La marge de manœuvre de Sébastien Lecornu est néanmoins restreinte. En plus de tenter de séduire les socialistes en montrant des gages de rupture avec son prédécesseur, il doit aussi ne pas trop frustrer son propre camp et ses alliés des Républicains avec trop de concessions. Un jeu d’équilibriste dangereux, présentant des intérêts jusqu’au sommet de l’Etat. «C’est clairement l’une des dernières cartouches d’Emmanuel Macron.
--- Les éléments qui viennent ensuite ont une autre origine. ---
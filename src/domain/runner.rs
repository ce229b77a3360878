//! Job run (runner) lifecycle types

use serde::{Deserialize, Serialize};

use super::AgentScope;

/// Lifecycle stage of a job run.
///
/// Advances `Enqueued -> Running` exactly once when the first message for
/// the channel is processed. `Stopped` and `Failed` are written out-of-band
/// by an external actor (e.g. a user stopping the run); the worker only
/// observes them.
#[derive(Debug, Clone, Copy, PartialEq, Eq, Hash, Serialize, Deserialize)]
#[serde(rename_all = "lowercase")]
pub enum Stage {
    Enqueued,
    Running,
    Stopped,
    Failed,
}

impl Stage {
    pub fn as_str(&self) -> &'static str {
        match self {
            Stage::Enqueued => "enqueued",
            Stage::Running => "running",
            Stage::Stopped => "stopped",
            Stage::Failed => "failed",
        }
    }

    pub fn parse(s: &str) -> Option<Self> {
        match s {
            "enqueued" => Some(Stage::Enqueued),
            "running" => Some(Stage::Running),
            "stopped" => Some(Stage::Stopped),
            "failed" => Some(Stage::Failed),
            _ => None,
        }
    }

    /// An external stop/fail signal the execution loop must honour
    pub fn is_halted(&self) -> bool {
        matches!(self, Stage::Stopped | Stage::Failed)
    }
}

impl std::fmt::Display for Stage {
    fn fmt(&self, f: &mut std::fmt::Formatter<'_>) -> std::fmt::Result {
        write!(f, "{}", self.as_str())
    }
}

/// Which hierarchy level a run addresses, and whether it fans out over
/// every entity of that level (`all` channels) or a single one
#[derive(Debug, Clone, Copy, PartialEq, Eq, Hash, Serialize, Deserialize)]
#[serde(rename_all = "kebab-case")]
pub enum RunScope {
    CurrentTarget,
    AllTargets,
    CurrentRootDomain,
    AllRootDomains,
    CurrentSubdomain,
    AllSubdomains,
}

impl RunScope {
    pub fn as_str(&self) -> &'static str {
        match self {
            RunScope::CurrentTarget => "current-target",
            RunScope::AllTargets => "all-targets",
            RunScope::CurrentRootDomain => "current-rootdomain",
            RunScope::AllRootDomains => "all-rootdomains",
            RunScope::CurrentSubdomain => "current-subdomain",
            RunScope::AllSubdomains => "all-subdomains",
        }
    }

    pub fn parse(s: &str) -> Option<Self> {
        match s {
            "current-target" => Some(RunScope::CurrentTarget),
            "all-targets" => Some(RunScope::AllTargets),
            "current-rootdomain" => Some(RunScope::CurrentRootDomain),
            "all-rootdomains" => Some(RunScope::AllRootDomains),
            "current-subdomain" => Some(RunScope::CurrentSubdomain),
            "all-subdomains" => Some(RunScope::AllSubdomains),
            _ => None,
        }
    }

    /// The hierarchy level this scope addresses; only the entity at this
    /// level is consulted by the admission rules
    pub fn level(&self) -> AgentScope {
        match self {
            RunScope::CurrentTarget | RunScope::AllTargets => AgentScope::Target,
            RunScope::CurrentRootDomain | RunScope::AllRootDomains => AgentScope::RootDomain,
            RunScope::CurrentSubdomain | RunScope::AllSubdomains => AgentScope::Subdomain,
        }
    }

    /// Derive the run scope from the agent's declared level and whether the
    /// channel fans out with an `all` segment at that level
    pub fn derive(level: AgentScope, fan_out: bool) -> Self {
        match (level, fan_out) {
            (AgentScope::Target, false) => RunScope::CurrentTarget,
            (AgentScope::Target, true) => RunScope::AllTargets,
            (AgentScope::RootDomain, false) => RunScope::CurrentRootDomain,
            (AgentScope::RootDomain, true) => RunScope::AllRootDomains,
            (AgentScope::Subdomain, false) => RunScope::CurrentSubdomain,
            (AgentScope::Subdomain, true) => RunScope::AllSubdomains,
        }
    }
}

impl std::fmt::Display for RunScope {
    fn fmt(&self, f: &mut std::fmt::Formatter<'_>) -> std::fmt::Result {
        write!(f, "{}", self.as_str())
    }
}

/// One long-lived run handle per channel
#[derive(Debug, Clone, Serialize, Deserialize)]
pub struct JobRun {
    /// Unique key; see the channel decoder for the format
    pub channel: String,
    /// Name of the agent this run executes
    pub agent: String,
    pub stage: Stage,
    pub scope: RunScope,
    /// When false, admission control is bypassed and the command always runs
    pub allow_skip: bool,
    pub created_at: i64,
}

impl JobRun {
    pub fn new(channel: impl Into<String>, agent: impl Into<String>, scope: RunScope) -> Self {
        Self {
            channel: channel.into(),
            agent: agent.into(),
            stage: Stage::Enqueued,
            scope,
            allow_skip: true,
            created_at: super::now_millis(),
        }
    }
}

#[cfg(test)]
mod tests {
    use super::*;

    #[test]
    fn test_stage_round_trip() {
        for stage in [Stage::Enqueued, Stage::Running, Stage::Stopped, Stage::Failed] {
            assert_eq!(Stage::parse(stage.as_str()), Some(stage));
        }
        assert_eq!(Stage::parse("paused"), None);
    }

    #[test]
    fn test_halted_stages() {
        assert!(Stage::Stopped.is_halted());
        assert!(Stage::Failed.is_halted());
        assert!(!Stage::Running.is_halted());
        assert!(!Stage::Enqueued.is_halted());
    }

    #[test]
    fn test_scope_level() {
        assert_eq!(RunScope::AllTargets.level(), AgentScope::Target);
        assert_eq!(RunScope::CurrentRootDomain.level(), AgentScope::RootDomain);
        assert_eq!(RunScope::AllSubdomains.level(), AgentScope::Subdomain);
    }

    #[test]
    fn test_scope_derive() {
        assert_eq!(
            RunScope::derive(AgentScope::Subdomain, true),
            RunScope::AllSubdomains
        );
        assert_eq!(
            RunScope::derive(AgentScope::Target, false),
            RunScope::CurrentTarget
        );
    }
}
Si Sébastien Lecornu tombe, le président se retrouverait en première ligne», estime Benjamin Morel. «Michel Barnier venait de l’extérieur du camp macroniste et semblait en divergence avec Emmanuel Macron, tandis que François Bayrou avait forcé l’entrée à Matignon: ils faisaient office de fusibles. Ici, le Premier ministre est un proche du chef de l’Etat. En cas de censure, ce serait un désaveu direct pour lui et la pression s’accentuerait pour une dissolution de l’Assemblée nationale, ou même pour qu’il démissionne.» 

Cette dernière possibilité a régulièrement été balayée par Emmanuel Macron. Resterait alors une dissolution, manœuvre politique risquée qui avait débouché sur la perte de la majorité dans l’hémicycle à l’été 2024 pour le camp macroniste. «De nouvelles législatives pourraient aboutir à deux scénarios, selon le politologue. Soit une majorité absolue pour le RN et Jordan Bardella arriverait à Matignon. Soit la France deviendrait encore plus ingouvernable, car il y aurait encore plus de députés RN et pas d’espace pour un gouvernement. Dans les deux cas, Emmanuel Macron se mettrait en danger.»